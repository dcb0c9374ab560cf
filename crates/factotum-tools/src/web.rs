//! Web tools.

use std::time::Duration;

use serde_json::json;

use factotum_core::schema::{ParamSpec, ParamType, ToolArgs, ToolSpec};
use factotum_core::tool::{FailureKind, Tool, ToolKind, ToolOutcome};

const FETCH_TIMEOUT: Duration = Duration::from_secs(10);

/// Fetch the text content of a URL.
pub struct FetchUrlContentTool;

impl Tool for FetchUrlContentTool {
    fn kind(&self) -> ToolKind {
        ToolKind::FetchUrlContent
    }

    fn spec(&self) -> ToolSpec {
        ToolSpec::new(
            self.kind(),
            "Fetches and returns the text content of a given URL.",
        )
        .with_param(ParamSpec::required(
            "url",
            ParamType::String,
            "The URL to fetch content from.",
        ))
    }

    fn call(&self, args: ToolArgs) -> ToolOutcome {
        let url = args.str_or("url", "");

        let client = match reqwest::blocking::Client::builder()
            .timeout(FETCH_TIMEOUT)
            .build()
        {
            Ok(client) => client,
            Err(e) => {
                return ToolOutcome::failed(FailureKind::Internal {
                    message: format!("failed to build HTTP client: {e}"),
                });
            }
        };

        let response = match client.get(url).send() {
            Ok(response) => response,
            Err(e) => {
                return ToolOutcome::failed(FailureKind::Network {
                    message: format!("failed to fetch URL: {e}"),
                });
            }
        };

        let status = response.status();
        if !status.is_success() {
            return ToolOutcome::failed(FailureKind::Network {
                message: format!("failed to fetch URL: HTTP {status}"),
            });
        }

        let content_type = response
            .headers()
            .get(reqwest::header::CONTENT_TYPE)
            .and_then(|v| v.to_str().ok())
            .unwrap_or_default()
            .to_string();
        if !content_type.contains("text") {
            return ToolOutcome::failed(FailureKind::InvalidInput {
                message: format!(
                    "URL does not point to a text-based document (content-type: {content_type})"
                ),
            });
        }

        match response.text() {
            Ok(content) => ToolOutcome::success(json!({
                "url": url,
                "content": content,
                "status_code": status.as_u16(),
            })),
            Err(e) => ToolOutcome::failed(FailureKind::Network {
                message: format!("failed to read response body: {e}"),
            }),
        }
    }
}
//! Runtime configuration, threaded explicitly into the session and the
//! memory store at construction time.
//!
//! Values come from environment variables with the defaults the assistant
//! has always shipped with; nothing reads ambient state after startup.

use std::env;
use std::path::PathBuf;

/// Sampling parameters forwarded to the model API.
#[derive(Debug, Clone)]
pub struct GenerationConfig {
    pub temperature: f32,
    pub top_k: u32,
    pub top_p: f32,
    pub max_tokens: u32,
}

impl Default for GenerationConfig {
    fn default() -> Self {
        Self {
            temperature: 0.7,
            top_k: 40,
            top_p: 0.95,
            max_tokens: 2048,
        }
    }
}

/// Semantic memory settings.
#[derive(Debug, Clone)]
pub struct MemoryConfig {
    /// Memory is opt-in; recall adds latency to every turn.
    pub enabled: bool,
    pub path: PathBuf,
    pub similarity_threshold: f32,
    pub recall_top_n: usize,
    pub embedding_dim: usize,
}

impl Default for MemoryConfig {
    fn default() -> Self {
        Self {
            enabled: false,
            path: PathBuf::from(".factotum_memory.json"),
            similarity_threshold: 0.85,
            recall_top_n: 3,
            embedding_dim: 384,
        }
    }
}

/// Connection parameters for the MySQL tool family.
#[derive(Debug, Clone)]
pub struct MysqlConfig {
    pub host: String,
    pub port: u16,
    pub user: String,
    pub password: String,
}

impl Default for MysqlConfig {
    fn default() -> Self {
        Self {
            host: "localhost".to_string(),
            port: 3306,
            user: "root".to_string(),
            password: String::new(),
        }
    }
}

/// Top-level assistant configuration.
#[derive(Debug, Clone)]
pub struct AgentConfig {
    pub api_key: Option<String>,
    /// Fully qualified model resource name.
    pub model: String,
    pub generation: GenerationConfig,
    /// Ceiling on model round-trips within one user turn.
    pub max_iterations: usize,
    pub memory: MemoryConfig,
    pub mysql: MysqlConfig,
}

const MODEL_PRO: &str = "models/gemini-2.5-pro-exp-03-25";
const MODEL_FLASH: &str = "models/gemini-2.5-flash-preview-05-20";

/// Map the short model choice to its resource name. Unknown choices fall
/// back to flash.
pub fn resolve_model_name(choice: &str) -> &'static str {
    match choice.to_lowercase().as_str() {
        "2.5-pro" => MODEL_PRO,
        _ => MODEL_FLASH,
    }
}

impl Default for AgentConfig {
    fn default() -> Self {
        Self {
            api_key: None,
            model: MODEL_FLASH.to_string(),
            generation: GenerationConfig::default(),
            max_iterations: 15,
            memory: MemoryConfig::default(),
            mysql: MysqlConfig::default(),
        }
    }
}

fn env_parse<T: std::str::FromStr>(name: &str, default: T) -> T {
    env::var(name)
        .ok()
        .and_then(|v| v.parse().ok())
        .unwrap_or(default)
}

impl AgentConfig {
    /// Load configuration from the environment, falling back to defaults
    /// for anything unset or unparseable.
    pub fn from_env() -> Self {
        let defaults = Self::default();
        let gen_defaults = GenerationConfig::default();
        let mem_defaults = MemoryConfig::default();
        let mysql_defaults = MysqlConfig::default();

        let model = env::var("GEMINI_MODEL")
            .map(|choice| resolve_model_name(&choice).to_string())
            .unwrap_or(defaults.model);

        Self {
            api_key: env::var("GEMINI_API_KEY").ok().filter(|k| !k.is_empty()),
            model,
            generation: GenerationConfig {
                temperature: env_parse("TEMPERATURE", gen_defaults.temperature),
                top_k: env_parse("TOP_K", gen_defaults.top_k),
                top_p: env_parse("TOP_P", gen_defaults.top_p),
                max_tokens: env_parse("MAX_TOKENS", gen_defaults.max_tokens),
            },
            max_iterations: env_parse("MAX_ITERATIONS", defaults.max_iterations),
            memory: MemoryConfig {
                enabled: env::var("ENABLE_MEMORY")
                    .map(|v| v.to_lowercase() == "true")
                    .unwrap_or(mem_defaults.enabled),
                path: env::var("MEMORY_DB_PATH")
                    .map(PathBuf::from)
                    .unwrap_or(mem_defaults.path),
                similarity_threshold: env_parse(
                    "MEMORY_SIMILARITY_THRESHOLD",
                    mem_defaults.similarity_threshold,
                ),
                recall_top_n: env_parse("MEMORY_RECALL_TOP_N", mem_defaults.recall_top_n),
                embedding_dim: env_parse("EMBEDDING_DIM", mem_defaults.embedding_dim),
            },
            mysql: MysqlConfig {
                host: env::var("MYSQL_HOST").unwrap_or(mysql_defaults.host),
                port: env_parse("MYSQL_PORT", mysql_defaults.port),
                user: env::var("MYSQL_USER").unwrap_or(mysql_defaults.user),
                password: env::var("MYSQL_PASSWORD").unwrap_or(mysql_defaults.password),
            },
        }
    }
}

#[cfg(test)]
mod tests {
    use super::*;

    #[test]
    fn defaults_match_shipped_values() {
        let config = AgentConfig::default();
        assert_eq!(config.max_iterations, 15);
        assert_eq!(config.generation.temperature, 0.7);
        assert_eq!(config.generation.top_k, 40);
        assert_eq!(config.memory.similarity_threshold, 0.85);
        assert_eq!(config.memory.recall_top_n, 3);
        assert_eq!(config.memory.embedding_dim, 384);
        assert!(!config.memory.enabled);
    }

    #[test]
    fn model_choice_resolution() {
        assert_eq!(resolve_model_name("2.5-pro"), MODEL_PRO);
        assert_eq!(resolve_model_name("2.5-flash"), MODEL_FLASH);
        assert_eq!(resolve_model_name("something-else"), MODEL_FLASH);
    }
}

+ + + + +

→ **TASK GOAL**:
The entries shown above should be copied out word for word.

→ **RESULT OF THIS TASK**:
repository dcb0c9374ab560cf
filename crates/factotum-tools/src/web.rs
//! Web tools.

use std::time::Duration;

use serde_json::json;

use factotum_core::schema::{ParamSpec, ParamType, ToolArgs, ToolSpec};
use factotum_core::tool::{FailureKind, Tool, ToolKind, ToolOutcome};

const FETCH_TIMEOUT: Duration = Duration::from_secs(10);

/// Fetch the text content of a URL.
pub struct FetchUrlContentTool;

impl Tool for FetchUrlContentTool {
    fn kind(&self) -> ToolKind {
        ToolKind::FetchUrlContent
    }

    fn spec(&self) -> ToolSpec {
        ToolSpec::new(
            self.kind(),
            "Fetches and returns the text content of a given URL.",
        )
        .with_param(ParamSpec::required(
            "url",
            ParamType::String,
            "The URL to fetch content from.",
        ))
    }

    fn call(&self, args: ToolArgs) -> ToolOutcome {
        let url = args.str_or("url", "");

        let client = match reqwest::blocking::Client::builder()
            .timeout(FETCH_TIMEOUT)
            .build()
        {
            Ok(client) => client,
            Err(e) => {
                return ToolOutcome::failed(FailureKind::Internal {
                    message: format!("failed to build HTTP client: {e}"),
                });
            }
        };

        let response = match client.get(url).send() {
            Ok(response) => response,
            Err(e) => {
                return ToolOutcome::failed(FailureKind::Network {
                    message: format!("failed to fetch URL: {e}"),
                });
            }
        };

        let status = response.status();
        if !status.is_success() {
            return ToolOutcome::failed(FailureKind::Network {
                message: format!("failed to fetch URL: HTTP {status}"),
            });
        }

        let content_type = response
            .headers()
            .get(reqwest::header::CONTENT_TYPE)
            .and_then(|v| v.to_str().ok())
            .unwrap_or_default()
            .to_string();
        if !content_type.contains("text") {
            return ToolOutcome::failed(FailureKind::InvalidInput {
                message: format!(
                    "URL does not point to a text-based document (content-type: {content_type})"
                ),
            });
        }

        match response.text() {
            Ok(content) => ToolOutcome::success(json!({
                "url": url,
                "content": content,
                "status_code": status.as_u16(),
            })),
            Err(e) => ToolOutcome::failed(FailureKind::Network {
                message: format!("failed to read response body: {e}"),
            }),
        }
    }
}
//! Runtime configuration, threaded explicitly into the session and the
//! memory store at construction time.
//!
//! Values come from environment variables with the defaults the assistant
//! has always shipped with; nothing reads ambient state after startup.

use std::env;
use std::path::PathBuf;

/// Sampling parameters forwarded to the model API.
#[derive(Debug, Clone)]
pub struct GenerationConfig {
    pub temperature: f32,
    pub top_k: u32,
    pub top_p: f32,
    pub max_tokens: u32,
}

impl Default for GenerationConfig {
    fn default() -> Self {
        Self {
            temperature: 0.7,
            top_k: 40,
            top_p: 0.95,
            max_tokens: 2048,
        }
    }
}

/// Semantic memory settings.
#[derive(Debug, Clone)]
pub struct MemoryConfig {
    /// Memory is opt-in; recall adds latency to every turn.
    pub enabled: bool,
    pub path: PathBuf,
    pub similarity_threshold: f32,
    pub recall_top_n: usize,
    pub embedding_dim: usize,
}

impl Default for MemoryConfig {
    fn default() -> Self {
        Self {
            enabled: false,
            path: PathBuf::from(".factotum_memory.json"),
            similarity_threshold: 0.85,
            recall_top_n: 3,
            embedding_dim: 384,
        }
    }
}

/// Connection parameters for the MySQL tool family.
#[derive(Debug, Clone)]
pub struct MysqlConfig {
    pub host: String,
    pub port: u16,
    pub user: String,
    pub password: String,
}

impl Default for MysqlConfig {
    fn default() -> Self {
        Self {
            host: "localhost".to_string(),
            port: 3306,
            user: "root".to_string(),
            password: String::new(),
        }
    }
}

/// Top-level assistant configuration.
#[derive(Debug, Clone)]
pub struct AgentConfig {
    pub api_key: Option<String>,
    /// Fully qualified model resource name.
    pub model: String,
    pub generation: GenerationConfig,
    /// Ceiling on model round-trips within one user turn.
    pub max_iterations: usize,
    pub memory: MemoryConfig,
    pub mysql: MysqlConfig,
}

const MODEL_PRO: &str = "models/gemini-2.5-pro-exp-03-25";
const MODEL_FLASH: &str = "models/gemini-2.5-flash-preview-05-20";

/// Map the short model choice to its resource name. Unknown choices fall
/// back to flash.
pub fn resolve_model_name(choice: &str) -> &'static str {
    match choice.to_lowercase().as_str() {
        "2.5-pro" => MODEL_PRO,
        _ => MODEL_FLASH,
    }
}

impl Default for AgentConfig {
    fn default() -> Self {
        Self {
            api_key: None,
            model: MODEL_FLASH.to_string(),
            generation: GenerationConfig::default(),
            max_iterations: 15,
            memory: MemoryConfig::default(),
            mysql: MysqlConfig::default(),
        }
    }
}

fn env_parse<T: std::str::FromStr>(name: &str, default: T) -> T {
    env::var(name)
        .ok()
        .and_then(|v| v.parse().ok())
        .unwrap_or(default)
}

impl AgentConfig {
    /// Load configuration from the environment, falling back to defaults
    /// for anything unset or unparseable.
    pub fn from_env() -> Self {
        let defaults = Self::default();
        let gen_defaults = GenerationConfig::default();
        let mem_defaults = MemoryConfig::default();
        let mysql_defaults = MysqlConfig::default();

        let model = env::var("GEMINI_MODEL")
            .map(|choice| resolve_model_name(&choice).to_string())
            .unwrap_or(defaults.model);

        Self {
            api_key: env::var("GEMINI_API_KEY").ok().filter(|k| !k.is_empty()),
            model,
            generation: GenerationConfig {
                temperature: env_parse("TEMPERATURE", gen_defaults.temperature),
                top_k: env_parse("TOP_K", gen_defaults.top_k),
                top_p: env_parse("TOP_P", gen_defaults.top_p),
                max_tokens: env_parse("MAX_TOKENS", gen_defaults.max_tokens),
            },
            max_iterations: env_parse("MAX_ITERATIONS", defaults.max_iterations),
            memory: MemoryConfig {
                enabled: env::var("ENABLE_MEMORY")
                    .map(|v| v.to_lowercase() == "true")
                    .unwrap_or(mem_defaults.enabled),
                path: env::var("MEMORY_DB_PATH")
                    .map(PathBuf::from)
                    .unwrap_or(mem_defaults.path),
                similarity_threshold: env_parse(
                    "MEMORY_SIMILARITY_THRESHOLD",
                    mem_defaults.similarity_threshold,
                ),
                recall_top_n: env_parse("MEMORY_RECALL_TOP_N", mem_defaults.recall_top_n),
                embedding_dim: env_parse("EMBEDDING_DIM", mem_defaults.embedding_dim),
            },
            mysql: MysqlConfig {
                host: env::var("MYSQL_HOST").unwrap_or(mysql_defaults.host),
                port: env_parse("MYSQL_PORT", mysql_defaults.port),
                user: env::var("MYSQL_USER").unwrap_or(mysql_defaults.user),
                password: env::var("MYSQL_PASSWORD").unwrap_or(mysql_defaults.password),
            },
        }
    }
}

#[cfg(test)]
mod tests {
    use super::*;

    #[test]
    fn defaults_match_shipped_values() {
        let config = AgentConfig::default();
        assert_eq!(config.max_iterations, 15);
        assert_eq!(config.generation.temperature, 0.7);
        assert_eq!(config.generation.top_k, 40);
        assert_eq!(config.memory.similarity_threshold, 0.85);
        assert_eq!(config.memory.recall_top_n, 3);
        assert_eq!(config.memory.embedding_dim, 384);
        assert!(!config.memory.enabled);
    }

    #[test]
    fn model_choice_resolution() {
        assert_eq!(resolve_model_name("2.5-pro"), MODEL_PRO);
        assert_eq!(resolve_model_name("2.5-flash"), MODEL_FLASH);
        assert_eq!(resolve_model_name("something-else"), MODEL_FLASH);
    }
}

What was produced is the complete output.